While the health care reform law is not a model of clarity, Oklahoma faces an uphill battle as courts generally give deference to federal agencies in their interpretation of law, said Paul Dennett, senior vice president-health care reform with the American Benefits Council in Washington.
What is clear is that the outcome of the lawsuit could be crucial for the future of the health care reform law, observers said.
If premium subsidies are not available in federally established exchanges, “No one would go to those exchanges.

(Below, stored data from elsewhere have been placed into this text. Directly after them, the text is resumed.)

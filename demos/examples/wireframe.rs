// Copyright 2025 the Treescope Authors
// SPDX-License-Identifier: Apache-2.0 OR MIT

//! 3D wireframe walk-through.
//!
//! Decode a 3D dump and trace the single-path box wireframe a renderer
//! would draw for its root region.
//!
//! Run:
//! - `cargo run -p treescope_demos --example wireframe`

use treescope_draw::{Project, box_wireframe};
use treescope_dump::{Dim, Tree, decode_any};

fn main() {
    let dump = "1\n\
                1 0.0 0.0 0.0 4.0 2.0 1.0\n\
                2 1.0 1.0 0.5 3.0 1.5 0.25\n";

    // Runtime dispatch, as the CLI does it.
    let any = decode_any(dump, Dim::Three).expect("a well-formed dump");
    println!("decoded a {}-dimensional tree", any.dim());

    // Static dispatch for the same bytes.
    let tree: Tree<3> = dump.parse().expect("a well-formed dump");
    let root = tree.branch_levels()[0][0];
    let path = box_wireframe(&root);
    println!("wireframe path over {:?} -> {:?}:", root.min, root.max);
    for v in path {
        println!("  ({}, {}, {})", v.x, v.y, v.z);
    }
    assert_eq!(path.len(), 16, "a box wireframe is one 16-vertex path");

    let prims = tree.project();
    assert_eq!(prims.len(), 3, "one wireframe and two leaf markers");
    println!("projected {} primitives", prims.len());
}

The whole structure created by the health care reform law starts to fall apart,” said Gretchen Young, senior vice president-health policy at the ERISA Industry Committee in Washington.
“The health care reform law would become a meaningless law,” added Chantel Sheaks, a principal with Buck Consultants L.L.C. in Washington.
Under the law, penalties against employers that do not offer coverage or do not offer affordable coverage would begin in 2014 only if an employee eligible for a premium subsidy through an exchange actually uses it.
But should the courts uphold Oklahoma's lawsuit, such employers would not face such penalties if their employees live in states that do not set up exchanges.
Under the law, employers are liable for a $2,000 per full-time employee penalty if they do not offer coverage. If employee premiums for individual coverage exceed 9.5% of their wages, the employer is liable for a $3,000 penalty for that employee.